The 2006 portal to the Feria de Abril (April Fair) in Seville, Spain at night

I recall reading somewhere that it is incredible that the city of Seville, Spain celebrates two large festivals within two weeks of each other: first, the solemn Semana Santa (Holy Week) processions; and then the joyous Feria de Sevilla or Feria de Abril (April Fair), with all the planning that goes into each. Four of us, Julia López (then the director of a flamenco troupe in Philadelphia called Flamenco Olé), two of her flamenco students, Tomas (Tom) Dura and Nancy Hill, and myself, took this trip in April 2006 to do research on the Feria, which our local arts organization Raíces Culturales Latinoamericanas (Latin American Cultural Roots) was going to present the following year at the International House of Philadelphia, with support from the dance program of the Pew Foundation on the Arts. Of course, our festival would not approach the size of Spain's Feria, which attracts over a million people each year, but our goal was to absorb as much as possible from Feria to be as faithful as possible to detail in our much smaller event.

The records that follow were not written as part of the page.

impl RoomActor {
    /// Spawn the room actor.
    ///
    /// `event_channel_capacity` bounds every connection's event queue.
    pub fn spawn(
        event_channel_capacity: usize,
        cancel_token: CancellationToken,
        metrics: Arc<ActorMetrics>,
    ) -> (RoomActorHandle, JoinHandle<()>) {
        let (sender, receiver) = mpsc::channel(ROOM_CHANNEL_BUFFER);
        let mailbox = Arc::new(MailboxMonitor::new(ActorType::Room, "room"));

        let actor = Self {
            receiver,
            cancel_token: cancel_token.clone(),
            directory: PeerDirectory::new(),
            broadcaster: Broadcaster::new(),
            locks: HashMap::new(),
            connections: Vec::new(),
            event_channel_capacity,
            is_shutting_down: false,
            metrics,
            mailbox: Arc::clone(&mailbox),
        };

        let task_handle = tokio::spawn(actor.run());

        let handle = RoomActorHandle {
            sender,
            cancel_token,
            mailbox,
        };

        (handle, task_handle)
    }

    #[instrument(skip_all, name = "room.actor.room")]
    async fn run(mut self) {
        info!(target: "room.actor.room", "RoomActor started");

        loop {
            self.check_connection_health().await;

            tokio::select! {
                () = self.cancel_token.cancelled() => {
                    info!(
                        target: "room.actor.room",
                        "RoomActor received cancellation signal"
                    );
                    self.graceful_shutdown().await;
                    break;
                }

                msg = self.receiver.recv() => {
                    match msg {
                        Some(RoomMessage::Shutdown { respond_to }) => {
                            self.mailbox.record_dequeue();
                            let retired = self.retire_all_peers();
                            // Readers that see their socket close from here on
                            // skip unregistering.
                            self.cancel_token.cancel();
                            self.graceful_shutdown().await;
                            let _ = respond_to.send(retired);
                            break;
                        }
                        Some(message) => {
                            self.handle_message(message);
                            self.mailbox.record_dequeue();
                            self.metrics.record_message_processed();
                        }
                        None => {
                            info!(
                                target: "room.actor.room",
                                "RoomActor channel closed, exiting"
                            );
                            break;
                        }
                    }
                }
            }
        }

        info!(
            target: "room.actor.room",
            peers = self.directory.len(),
            messages_processed = self.mailbox.messages_processed(),
            "RoomActor stopped"
        );
    }

    fn handle_message(&mut self, message: RoomMessage) {
        match message {
            RoomMessage::Join {
                peer_id,
                sink,
                respond_to,
            } => {
                let _ = respond_to.send(self.handle_join(peer_id, sink));
            }

            RoomMessage::Leave {
                peer_id,
                respond_to,
            } => {
                let _ = respond_to.send(self.handle_leave(&peer_id));
            }

            RoomMessage::PeerLock {
                peer_id,
                respond_to,
            } => {
                let _ = respond_to.send(self.locks.get(&peer_id).cloned());
            }

            RoomMessage::SetTransport {
                peer_id,
                record,
                respond_to,
            } => {
                let _ = respond_to.send(self.directory.set_transport(&peer_id, record));
            }

            RoomMessage::MarkConnected {
                peer_id,
                direction,
                transport_id,
                respond_to,
            } => {
                let _ = respond_to.send(self.directory.mark_connected(
                    &peer_id,
                    direction,
                    &transport_id,
                ));
            }

            RoomMessage::AddProducer {
                peer_id,
                record,
                respond_to,
            } => {
                let _ = respond_to.send(self.handle_add_producer(peer_id, record));
            }

            RoomMessage::AddConsumer {
                peer_id,
                record,
                respond_to,
            } => {
                let _ = respond_to.send(self.directory.add_consumer(&peer_id, record));
            }

            RoomMessage::RemoveProducer {
                peer_id,
                producer_id,
                respond_to,
            } => {
                let _ = respond_to.send(self.directory.remove_producer(&peer_id, &producer_id));
            }

            RoomMessage::RemoveConsumer {
                peer_id,
                consumer_id,
                respond_to,
            } => {
                let _ = respond_to.send(self.directory.remove_consumer(&peer_id, &consumer_id));
            }

            RoomMessage::SetPaused {
                peer_id,
                kind,
                entity_id,
                paused,
                respond_to,
            } => {
                let _ = respond_to.send(self.directory.set_paused(
                    &peer_id, kind, &entity_id, paused,
                ));
            }

            RoomMessage::FindPeer {
                peer_id,
                respond_to,
            } => {
                let _ = respond_to.send(self.directory.find_peer(&peer_id).cloned());
            }

            RoomMessage::FindProducer {
                producer_id,
                respond_to,
            } => {
                let found = self
                    .directory
                    .find_producer(&producer_id)
                    .map(|(owner, record)| (owner.clone(), record.clone()));
                let _ = respond_to.send(found);
            }

            RoomMessage::ListPeers { respond_to } => {
                let _ = respond_to.send(self.directory.list_peers());
            }

            RoomMessage::GetState { respond_to } => {
                let _ = respond_to.send(RoomState {
                    peers: self.directory.len(),
                    connections: self.broadcaster.len(),
                    events_broadcast: self.broadcaster.events_broadcast(),
                    recipients_dropped: self.broadcaster.recipients_dropped(),
                });
            }

            // Needs the async shutdown path, so `run` takes it first.
            RoomMessage::Shutdown { respond_to } => {
                let _ = respond_to.send(Vec::new());
            }
        }
    }

    fn handle_join(
        &mut self,
        peer_id: PeerId,
        sink: Box<dyn EventSink>,
    ) -> Result<ConnectionActorHandle, RoomError> {
        if self.is_shutting_down {
            return Err(RoomError::Internal("room is shutting down".to_string()));
        }

        if let Err(e) = self.directory.register(peer_id.clone()) {
            warn!(
                target: "room.actor.room",
                peer_id = %peer_id,
                "Duplicate peer registration"
            );
            return Err(e);
        }

        let (handle, task_handle) = ConnectionActor::spawn(
            peer_id.clone(),
            sink,
            self.event_channel_capacity,
            self.cancel_token.child_token(),
            Arc::clone(&self.metrics),
        );
        self.connections.push(ManagedConnection {
            handle: handle.clone(),
            task_handle,
        });
        self.locks
            .insert(peer_id.clone(), Arc::new(Mutex::new(())));
        self.broadcaster.subscribe(handle.clone());

        self.broadcaster.publish(&PeerChangeEvent::PeerJoin {
            socket_id: peer_id.clone(),
        });
        observability::set_peers_active(self.directory.len());

        info!(
            target: "room.actor.room",
            peer_id = %peer_id,
            peers = self.directory.len(),
            "Peer joined"
        );
        Ok(handle)
    }

    fn handle_leave(&mut self, peer_id: &PeerId) -> Option<PeerRemoval> {
        self.locks.remove(peer_id);
        if let Some(handle) = self.broadcaster.unsubscribe(peer_id) {
            handle.cancel();
        }

        let removal = self.directory.unregister(peer_id)?;

        self.broadcaster.publish(&PeerChangeEvent::PeerLeft {
            socket_id: peer_id.clone(),
        });
        observability::set_peers_active(self.directory.len());

        info!(
            target: "room.actor.room",
            peer_id = %peer_id,
            producers = removal.peer.producers.len(),
            orphaned_consumers = removal.orphaned_consumers.len(),
            connected_secs = removal.peer.connected_for().num_seconds(),
            peers = self.directory.len(),
            "Peer left"
        );
        Some(removal)
    }

    fn handle_add_producer(
        &mut self,
        peer_id: PeerId,
        record: ProducerRecord,
    ) -> Result<(), RoomError> {
        let producer_id = record.id.clone();
        self.directory.add_producer(&peer_id, record)?;

        // Enqueued before the reply so the producer's owner cannot learn its
        // id before everyone else has the event queued.
        self.broadcaster.publish(&PeerChangeEvent::NewProducer {
            socket_id: peer_id,
            producer_id,
        });
        Ok(())
    }

    /// Reap connection actors that have exited and record panics.
    async fn check_connection_health(&mut self) {
        let (finished, running): (Vec<_>, Vec<_>) = std::mem::take(&mut self.connections)
            .into_iter()
            .partition(|c| c.task_handle.is_finished());
        self.connections = running;

        for managed in finished {
            match managed.task_handle.await {
                Ok(()) => {
                    debug!(
                        target: "room.actor.room",
                        peer_id = %managed.handle.peer_id(),
                        "Connection actor exited cleanly"
                    );
                }
                Err(join_error) => {
                    if join_error.is_panic() {
                        error!(
                            target: "room.actor.room",
                            peer_id = %managed.handle.peer_id(),
                            error = ?join_error,
                            "Connection actor panicked"
                        );
                        self.metrics.record_panic(ActorType::Connection);
                    }
                }
            }
        }
    }

    /// Unregister every peer at once. No `peer-left` goes out since every
    /// recipient is leaving too.
    fn retire_all_peers(&mut self) -> Vec<PeerRemoval> {
        self.is_shutting_down = true;
        self.locks.clear();
        let retired = self.directory.unregister_all();
        observability::set_peers_active(0);
        info!(
            target: "room.actor.room",
            peers = retired.len(),
            "Retired remaining peers"
        );
        retired
    }

    async fn graceful_shutdown(&mut self) {
        info!(
            target: "room.actor.room",
            peers = self.directory.len(),
            connections = self.connections.len(),
            "Performing graceful shutdown"
        );

        self.is_shutting_down = true;
        self.broadcaster.drain();

        for managed in &self.connections {
            managed.handle.cancel();
        }

        for managed in self.connections.drain(..) {
            let peer_id = managed.handle.peer_id().clone();
            match tokio::time::timeout(CONNECTION_SHUTDOWN_TIMEOUT, managed.task_handle).await {
                Ok(Ok(())) => {}
                Ok(Err(e)) => {
                    warn!(
                        target: "room.actor.room",
                        peer_id = %peer_id,
                        error = ?e,
                        "Connection task panicked during shutdown"
                    );
                }
                Err(_) => {
                    warn!(
                        target: "room.actor.room",
                        peer_id = %peer_id,
                        "Connection shutdown timed out"
                    );
                }
            }
        }

        info!(target: "room.actor.room", "Graceful shutdown complete");
    }
}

My plane arrived in Madrid early in the morning, and from there I had to take a taxi to the Atocha railroad station. After the all-night flight and the change in time zones I was really sleepy, but managed to see at least some of the countryside on the way south to Seville. I recall seeing wide open plains in between snoozes.

When I arrived in Seville, I was really fortunate because Julia, Tom and Nancy had arrived ahead of me and had already settled in the apartment we were renting. Tom was available to help me get acclimated, but Julia and Nancy had gone to a flamenco show. Nancy begged Julia to show her what fake flamenco looked like, and so they went to a place where glassy-eyed, emotionless dancers went into their routines. Unfortunately for them, they got caught in a thunderstorm walking back to the apartment at night and were thoroughly drenched.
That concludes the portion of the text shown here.